TASK ITEM
State only how many lines below include the string "number".

━━━━

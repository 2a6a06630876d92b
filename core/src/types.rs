//! Domain types for the Marquee booking engine.
//!
//! Value objects shared by the hold manager, the pricing engine, the order
//! coordinator and the transports: identifiers, money, the seat layout
//! snapshot of a showtime, holds, reservation sessions and issued tickets.

use chrono::{DateTime, Duration, Utc};
use serde::{Deserialize, Serialize};
use std::collections::BTreeSet;
use std::fmt;
use std::str::FromStr;
use thiserror::Error;
use uuid::Uuid;

// ============================================================================
// Identifiers
// ============================================================================

macro_rules! uuid_id {
    ($(#[$meta:meta])* $name:ident) => {
        $(#[$meta])*
        #[derive(Clone, Copy, Debug, PartialEq, Eq, PartialOrd, Ord, Hash, Serialize, Deserialize)]
        pub struct $name(Uuid);

        impl $name {
            #[doc = concat!("Creates a new random `", stringify!($name), "`")]
            #[must_use]
            pub fn new() -> Self {
                Self(Uuid::new_v4())
            }

            #[doc = concat!("Create a `", stringify!($name), "` from a `Uuid`")]
            #[must_use]
            pub const fn from_uuid(uuid: Uuid) -> Self {
                Self(uuid)
            }

            /// Get the inner UUID
            #[must_use]
            pub const fn as_uuid(&self) -> &Uuid {
                &self.0
            }
        }

        impl Default for $name {
            fn default() -> Self {
                Self::new()
            }
        }

        impl fmt::Display for $name {
            fn fmt(&self, f: &mut fmt::Formatter<'_>) -> fmt::Result {
                write!(f, "{}", self.0)
            }
        }

        impl FromStr for $name {
            type Err = uuid::Error;

            fn from_str(s: &str) -> Result<Self, Self::Err> {
                Uuid::parse_str(s).map(Self)
            }
        }
    };
}

uuid_id!(
    /// Unique identifier for a showtime (one screening of a movie in a room)
    ShowtimeId
);
uuid_id!(
    /// Unique identifier for a customer account
    UserId
);
uuid_id!(
    /// Identifier of one reservation session; replaced whenever the held seat set changes
    SessionId
);
uuid_id!(
    /// Unique identifier for a pending or finished order
    OrderId
);
uuid_id!(
    /// Unique identifier for an issued ticket
    TicketId
);
uuid_id!(
    /// Unique identifier for a food and drink combo
    ComboId
);

/// Error returned when a seat label cannot be parsed.
#[derive(Debug, Clone, PartialEq, Eq, Error)]
#[error("invalid seat label: {0:?}")]
pub struct InvalidSeatId(pub String);

/// Room-local seat label such as `A1`.
///
/// Labels are trimmed and upper-cased on construction so `a1` and `A1 ` name
/// the same seat.
#[derive(Clone, Debug, PartialEq, Eq, PartialOrd, Ord, Hash, Serialize, Deserialize)]
#[serde(try_from = "String", into = "String")]
pub struct SeatId(String);

impl SeatId {
    /// Parse a seat label.
    ///
    /// # Errors
    ///
    /// Returns [`InvalidSeatId`] when the label is empty or contains anything
    /// other than ASCII letters and digits.
    pub fn parse(label: &str) -> Result<Self, InvalidSeatId> {
        let trimmed = label.trim();
        if trimmed.is_empty() || !trimmed.chars().all(|c| c.is_ascii_alphanumeric()) {
            return Err(InvalidSeatId(label.to_string()));
        }
        Ok(Self(trimmed.to_ascii_uppercase()))
    }

    /// The normalized label
    #[must_use]
    pub fn as_str(&self) -> &str {
        &self.0
    }
}

impl TryFrom<String> for SeatId {
    type Error = InvalidSeatId;

    fn try_from(value: String) -> Result<Self, Self::Error> {
        Self::parse(&value)
    }
}

impl From<SeatId> for String {
    fn from(value: SeatId) -> Self {
        value.0
    }
}

impl FromStr for SeatId {
    type Err = InvalidSeatId;

    fn from_str(s: &str) -> Result<Self, Self::Err> {
        Self::parse(s)
    }
}

impl fmt::Display for SeatId {
    fn fmt(&self, f: &mut fmt::Formatter<'_>) -> fmt::Result {
        f.write_str(&self.0)
    }
}

// ============================================================================
// Money
// ============================================================================

/// Amount in the smallest currency unit.
///
/// Prices are whole đồng, so there is no fractional part to lose; all
/// arithmetic is checked or saturating.
#[derive(Clone, Copy, Debug, Default, PartialEq, Eq, PartialOrd, Ord, Hash, Serialize, Deserialize)]
pub struct Money(u64);

impl Money {
    /// Zero amount
    pub const ZERO: Self = Self(0);

    /// Creates a `Money` value from an amount in minor units
    #[must_use]
    pub const fn new(amount: u64) -> Self {
        Self(amount)
    }

    /// Returns the raw amount
    #[must_use]
    pub const fn amount(&self) -> u64 {
        self.0
    }

    /// Checks if the amount is zero
    #[must_use]
    pub const fn is_zero(&self) -> bool {
        self.0 == 0
    }

    /// Adds two amounts with overflow checking
    #[must_use]
    pub const fn checked_add(self, other: Self) -> Option<Self> {
        match self.0.checked_add(other.0) {
            Some(result) => Some(Self(result)),
            None => None,
        }
    }

    /// Subtracts two amounts (returns None if result would be negative)
    #[must_use]
    pub const fn checked_sub(self, other: Self) -> Option<Self> {
        match self.0.checked_sub(other.0) {
            Some(result) => Some(Self(result)),
            None => None,
        }
    }

    /// Subtracts, stopping at zero
    #[must_use]
    pub const fn saturating_sub(self, other: Self) -> Self {
        Self(self.0.saturating_sub(other.0))
    }

    /// Multiplies by a quantity with overflow checking
    #[must_use]
    pub const fn checked_mul(self, quantity: u64) -> Option<Self> {
        match self.0.checked_mul(quantity) {
            Some(result) => Some(Self(result)),
            None => None,
        }
    }

    /// Whole-number percentage of this amount, rounded down
    #[must_use]
    pub const fn percent(self, percent: u8) -> Self {
        // u64 * 100 can overflow for absurd amounts; widen first.
        #[allow(clippy::cast_possible_truncation)]
        let value = (self.0 as u128 * percent as u128 / 100) as u64;
        Self(value)
    }

    /// Half of this amount, rounded down
    #[must_use]
    pub const fn half(self) -> Self {
        Self(self.0 / 2)
    }

    /// Sums an iterator of amounts, `None` on overflow
    pub fn checked_sum<I>(amounts: I) -> Option<Self>
    where
        I: IntoIterator<Item = Self>,
    {
        amounts
            .into_iter()
            .try_fold(Self::ZERO, |acc, next| acc.checked_add(next))
    }
}

impl fmt::Display for Money {
    fn fmt(&self, f: &mut fmt::Formatter<'_>) -> fmt::Result {
        write!(f, "{}", self.0)
    }
}

// ============================================================================
// Seat catalog snapshot
// ============================================================================

/// Pricing class of a seat (standard, VIP, couple...).
#[derive(Clone, Debug, PartialEq, Eq, Serialize, Deserialize)]
pub struct SeatType {
    /// Catalog code referenced by seats
    pub code: String,
    /// Display name
    pub name: String,
    /// Added to the showtime base price
    pub price_offset: Money,
}

/// A physical seat in a room.
#[derive(Clone, Debug, PartialEq, Eq, Serialize, Deserialize)]
pub struct Seat {
    /// Room-local label
    pub seat_id: SeatId,
    /// Row letter(s)
    pub row: String,
    /// Position in the row
    pub number: u16,
    /// Seat type code, if the seat is not plain base price
    pub seat_type: Option<String>,
    /// Out-of-service seats are never holdable
    pub enabled: bool,
}

/// Read-only snapshot of a showtime's room layout and prices.
#[derive(Clone, Debug, PartialEq, Eq, Serialize, Deserialize)]
pub struct SeatLayout {
    /// Showtime the snapshot belongs to
    pub showtime_id: ShowtimeId,
    /// Room name
    pub room: String,
    /// Ticket price before seat-type offsets
    pub base_price: Money,
    /// Seats of the room, in display order
    pub seats: Vec<Seat>,
    /// Seat types referenced by `seats`
    pub seat_types: Vec<SeatType>,
}

impl SeatLayout {
    /// Look up a seat by label
    #[must_use]
    pub fn seat(&self, seat_id: &SeatId) -> Option<&Seat> {
        self.seats.iter().find(|seat| &seat.seat_id == seat_id)
    }

    /// Look up a seat type by code
    #[must_use]
    pub fn seat_type(&self, code: &str) -> Option<&SeatType> {
        self.seat_types.iter().find(|seat_type| seat_type.code == code)
    }

    /// Price offset that applies to a seat. A seat without a type, or whose
    /// type is missing from the snapshot, has none.
    #[must_use]
    pub fn price_offset(&self, seat: &Seat) -> Option<Money> {
        seat.seat_type
            .as_deref()
            .and_then(|code| self.seat_type(code))
            .map(|seat_type| seat_type.price_offset)
    }
}

// ============================================================================
// Holds and sessions
// ============================================================================

/// Authoritative state of one seat for one showtime.
#[derive(Clone, Debug, PartialEq, Eq, Serialize, Deserialize)]
#[serde(tag = "state", rename_all = "snake_case")]
pub enum SeatState {
    /// Nobody holds the seat
    Free,
    /// Temporarily claimed
    Held {
        /// Who holds it
        holder: UserId,
        /// When the hold lapses
        expires_at: DateTime<Utc>,
    },
    /// Converted into a ticket
    Sold,
}

/// A time-bounded claim on one seat.
#[derive(Clone, Debug, PartialEq, Eq, Serialize, Deserialize)]
pub struct Hold {
    /// Showtime
    pub showtime_id: ShowtimeId,
    /// Seat
    pub seat_id: SeatId,
    /// User owning the hold
    pub holder: UserId,
    /// Session the hold belongs to
    pub session_id: SessionId,
    /// When the seat was first claimed
    pub created_at: DateTime<Utc>,
    /// Shared expiry of the owning session
    pub expires_at: DateTime<Utc>,
}

impl Hold {
    /// A hold is expired at and after its deadline
    #[must_use]
    pub fn is_expired(&self, now: DateTime<Utc>) -> bool {
        now >= self.expires_at
    }
}

/// Quantity of one combo item attached to a booking.
#[derive(Clone, Debug, PartialEq, Eq, Serialize, Deserialize)]
pub struct ComboLine {
    /// Combo item
    pub combo_id: ComboId,
    /// How many
    pub quantity: u32,
}

/// A user's active claim on a set of seats for one showtime.
///
/// There is at most one per (user, showtime). All seats share `expires_at`.
#[derive(Clone, Debug, PartialEq, Eq, Serialize, Deserialize)]
pub struct ReservationSession {
    /// Identity of this exact seat set
    pub session_id: SessionId,
    /// Owner
    pub user_id: UserId,
    /// Showtime
    pub showtime_id: ShowtimeId,
    /// Held seats
    pub seats: BTreeSet<SeatId>,
    /// Attached food and drink selection
    pub combos: Vec<ComboLine>,
    /// When the first seat of the session was claimed
    pub created_at: DateTime<Utc>,
    /// Shared expiry of every seat in the session
    pub expires_at: DateTime<Utc>,
}

impl ReservationSession {
    /// Whether the session is still valid at `now`
    #[must_use]
    pub fn is_live(&self, now: DateTime<Utc>) -> bool {
        now < self.expires_at
    }

    /// Time left before expiry, zero once expired
    #[must_use]
    pub fn remaining(&self, now: DateTime<Utc>) -> Duration {
        (self.expires_at - now).max(Duration::zero())
    }

    /// Held seats in label order
    #[must_use]
    pub fn seat_list(&self) -> Vec<SeatId> {
        self.seats.iter().cloned().collect()
    }
}

// ============================================================================
// Tickets
// ============================================================================

/// Immutable ticket for one seat of a confirmed order.
#[derive(Clone, Debug, PartialEq, Eq, Serialize, Deserialize)]
pub struct Ticket {
    /// Ticket identifier
    pub ticket_id: TicketId,
    /// Order that paid for the seat
    pub order_id: OrderId,
    /// Showtime
    pub showtime_id: ShowtimeId,
    /// Seat
    pub seat_id: SeatId,
    /// Owner
    pub user_id: UserId,
    /// Redeemable code, encoded into the QR image at the door
    pub code: String,
    /// When the ticket was issued
    pub issued_at: DateTime<Utc>,
}

impl Ticket {
    /// Issue a ticket for `seat_id`
    #[must_use]
    pub fn issue(
        order_id: OrderId,
        showtime_id: ShowtimeId,
        user_id: UserId,
        seat_id: SeatId,
        issued_at: DateTime<Utc>,
    ) -> Self {
        let code = format!("MRQ-{}-{}", order_id.as_uuid().simple(), seat_id).to_uppercase();
        Self {
            ticket_id: TicketId::new(),
            order_id,
            showtime_id,
            seat_id,
            user_id,
            code,
            issued_at,
        }
    }
}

━━━━

ANSWER FOR THE TASK
2